# Problem requirements
Counting task for the data below: how many lines hold the word "front"? Answer with the number only.

********************

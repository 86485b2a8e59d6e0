use async_trait::async_trait;
use sqlx::Row;

use recall_core::model::UserId;

use super::SqliteStore;
use crate::repository::{CardRecord, ProfileRecord, SetRecord, SetStore, StorageError};

fn conn<E: core::fmt::Display>(e: E) -> StorageError {
    StorageError::Connection(e.to_string())
}

fn ser<E: core::fmt::Display>(e: E) -> StorageError {
    StorageError::Serialization(e.to_string())
}

#[async_trait]
impl SetStore for SqliteStore {
    async fn get_profile(&self, user: &UserId) -> Result<Option<ProfileRecord>, StorageError> {
        let row = sqlx::query(
            r"
            SELECT version, updated_at FROM profiles WHERE user_id = ?1
            ",
        )
        .bind(user.as_str())
        .fetch_optional(self.pool())
        .await
        .map_err(conn)?;

        let Some(row) = row else {
            return Ok(None);
        };

        let name_rows = sqlx::query(
            r"
            SELECT name FROM profile_sets WHERE user_id = ?1 ORDER BY position ASC
            ",
        )
        .bind(user.as_str())
        .fetch_all(self.pool())
        .await
        .map_err(conn)?;

        let mut set_names = Vec::with_capacity(name_rows.len());
        for name_row in name_rows {
            set_names.push(name_row.try_get::<String, _>("name").map_err(ser)?);
        }

        Ok(Some(ProfileRecord {
            user_id: user.clone(),
            set_names,
            version: row.try_get("version").map_err(ser)?,
            updated_at: row.try_get("updated_at").map_err(ser)?,
        }))
    }

    async fn get_set(&self, user: &UserId, name: &str) -> Result<Option<SetRecord>, StorageError> {
        let row = sqlx::query(
            r"
            SELECT created_at FROM sets WHERE user_id = ?1 AND name = ?2
            ",
        )
        .bind(user.as_str())
        .bind(name)
        .fetch_optional(self.pool())
        .await
        .map_err(conn)?;

        let Some(row) = row else {
            return Ok(None);
        };

        let card_rows = sqlx::query(
            r"
            SELECT front, back FROM set_cards
            WHERE user_id = ?1 AND set_name = ?2
            ORDER BY position ASC
            ",
        )
        .bind(user.as_str())
        .bind(name)
        .fetch_all(self.pool())
        .await
        .map_err(conn)?;

        let mut cards = Vec::with_capacity(card_rows.len());
        for card_row in card_rows {
            cards.push(CardRecord {
                front: card_row.try_get("front").map_err(ser)?,
                back: card_row.try_get("back").map_err(ser)?,
            });
        }

        Ok(Some(SetRecord {
            user_id: user.clone(),
            name: name.to_owned(),
            cards,
            created_at: row.try_get("created_at").map_err(ser)?,
        }))
    }

    async fn commit_save(
        &self,
        expected_version: Option<i64>,
        profile: ProfileRecord,
        set: SetRecord,
    ) -> Result<(), StorageError> {
        let mut tx = self.pool().begin().await.map_err(conn)?;

        // Version check inside the transaction; a mismatch rolls everything back.
        let stored: Option<i64> = sqlx::query(
            r"
            SELECT version FROM profiles WHERE user_id = ?1
            ",
        )
        .bind(profile.user_id.as_str())
        .fetch_optional(&mut *tx)
        .await
        .map_err(conn)?
        .map(|row| row.try_get("version"))
        .transpose()
        .map_err(ser)?;

        if stored != expected_version {
            return Err(StorageError::Conflict);
        }

        sqlx::query(
            r"
            INSERT INTO profiles (user_id, version, updated_at)
            VALUES (?1, ?2, ?3)
            ON CONFLICT(user_id) DO UPDATE SET
                version = excluded.version,
                updated_at = excluded.updated_at
            ",
        )
        .bind(profile.user_id.as_str())
        .bind(profile.version)
        .bind(profile.updated_at)
        .execute(&mut *tx)
        .await
        .map_err(conn)?;

        sqlx::query(
            r"
            DELETE FROM profile_sets WHERE user_id = ?1
            ",
        )
        .bind(profile.user_id.as_str())
        .execute(&mut *tx)
        .await
        .map_err(conn)?;

        for (position, name) in profile.set_names.iter().enumerate() {
            sqlx::query(
                r"
                INSERT INTO profile_sets (user_id, position, name)
                VALUES (?1, ?2, ?3)
                ",
            )
            .bind(profile.user_id.as_str())
            .bind(i64::try_from(position).map_err(|_| ser("position overflow"))?)
            .bind(name)
            .execute(&mut *tx)
            .await
            .map_err(conn)?;
        }

        // Full replace of the set record; the delete cascades to its cards.
        sqlx::query(
            r"
            DELETE FROM sets WHERE user_id = ?1 AND name = ?2
            ",
        )
        .bind(set.user_id.as_str())
        .bind(&set.name)
        .execute(&mut *tx)
        .await
        .map_err(conn)?;

        sqlx::query(
            r"
            INSERT INTO sets (user_id, name, created_at)
            VALUES (?1, ?2, ?3)
            ",
        )
        .bind(set.user_id.as_str())
        .bind(&set.name)
        .bind(set.created_at)
        .execute(&mut *tx)
        .await
        .map_err(conn)?;

        for (position, card) in set.cards.iter().enumerate() {
            sqlx::query(
                r"
                INSERT INTO set_cards (user_id, set_name, position, front, back)
                VALUES (?1, ?2, ?3, ?4, ?5)
                ",
            )
            .bind(set.user_id.as_str())
            .bind(&set.name)
            .bind(i64::try_from(position).map_err(|_| ser("position overflow"))?)
            .bind(&card.front)
            .bind(&card.back)
            .execute(&mut *tx)
            .await
            .map_err(conn)?;
        }

        tx.commit().await.map_err(conn)
    }
}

********************

# Exercise answer
4